Data

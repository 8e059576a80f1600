// Grid
pub const DEFAULT_GRID_SIZE: usize = 10;
pub const MIN_GRID_SIZE: usize = 4;
pub const MAX_GRID_SIZE: usize = 26; // one letter per column

// River banks (cells of land per side, per row)
pub const RIVER_BANK_MIN: usize = 1;
pub const RIVER_BANK_MAX: usize = 3;

// Lake shoreline: top and bottom rows roll land independently
pub const LAKE_SHORE_ROWS: usize = 2;
pub const LAKE_SHORE_LAND_CHANCE: f64 = 0.7;

// Stream channel
pub const STREAM_CHANNEL_MIN: usize = 3;
pub const STREAM_CHANNEL_MAX: usize = 5;

// Fish-finder overlay
pub const FISH_MARKERS_MIN: usize = 5;
pub const FISH_MARKERS_MAX: usize = 10;

// Encounters
pub const BITE_THRESHOLD: f64 = 0.70; // a bite needs a draw strictly above this
pub const FISH_SIZE_MIN: u32 = 6;
pub const FISH_SIZE_MAX: u32 = 24;
pub const LIGHT_ROD_WEIGHT: u8 = 3;
pub const LIGHT_ROD_TROUT_SIZE_CAP: u32 = 18;
pub const HEAVY_ROD_MIN_WEIGHT: u8 = 7;
pub const HEAVY_ROD_BASS_SIZE_FLOOR: u32 = 10;
pub const FIGHT_ROUNDS: u8 = 3;
pub const ROUNDS_TO_LAND: u8 = 2;
pub const XP_PER_INCH: u64 = 10;

// Progression
pub const XP_PER_LEVEL: u64 = 1000;

// Leaderboard
pub const LEADERBOARD_FILE: &str = "leaderboard.json";
pub const LEADERBOARD_ENV_VAR: &str = "FLYCAST_LEADERBOARD";
pub const LEADERBOARD_DISPLAY_LIMIT: usize = 10;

Problem
Exactly the lines from the one containing "pub const STREAM_CHANNEL_MIN: usize = 3;" through the end of the records above are to be printed, and no others.

Answer for this exercise
pub const STREAM_CHANNEL_MIN: usize = 3;
pub const STREAM_CHANNEL_MAX: usize = 5;

// Fish-finder overlay
pub const FISH_MARKERS_MIN: usize = 5;
pub const FISH_MARKERS_MAX: usize = 10;

// Encounters
pub const BITE_THRESHOLD: f64 = 0.70; // a bite needs a draw strictly above this
pub const FISH_SIZE_MIN: u32 = 6;
pub const FISH_SIZE_MAX: u32 = 24;
pub const LIGHT_ROD_WEIGHT: u8 = 3;
pub const LIGHT_ROD_TROUT_SIZE_CAP: u32 = 18;
pub const HEAVY_ROD_MIN_WEIGHT: u8 = 7;
pub const HEAVY_ROD_BASS_SIZE_FLOOR: u32 = 10;
pub const FIGHT_ROUNDS: u8 = 3;
pub const ROUNDS_TO_LAND: u8 = 2;
pub const XP_PER_INCH: u64 = 10;

// Progression
pub const XP_PER_LEVEL: u64 = 1000;

// Leaderboard
pub const LEADERBOARD_FILE: &str = "leaderboard.json";
pub const LEADERBOARD_ENV_VAR: &str = "FLYCAST_LEADERBOARD";
pub const LEADERBOARD_DISPLAY_LIMIT: usize = 10;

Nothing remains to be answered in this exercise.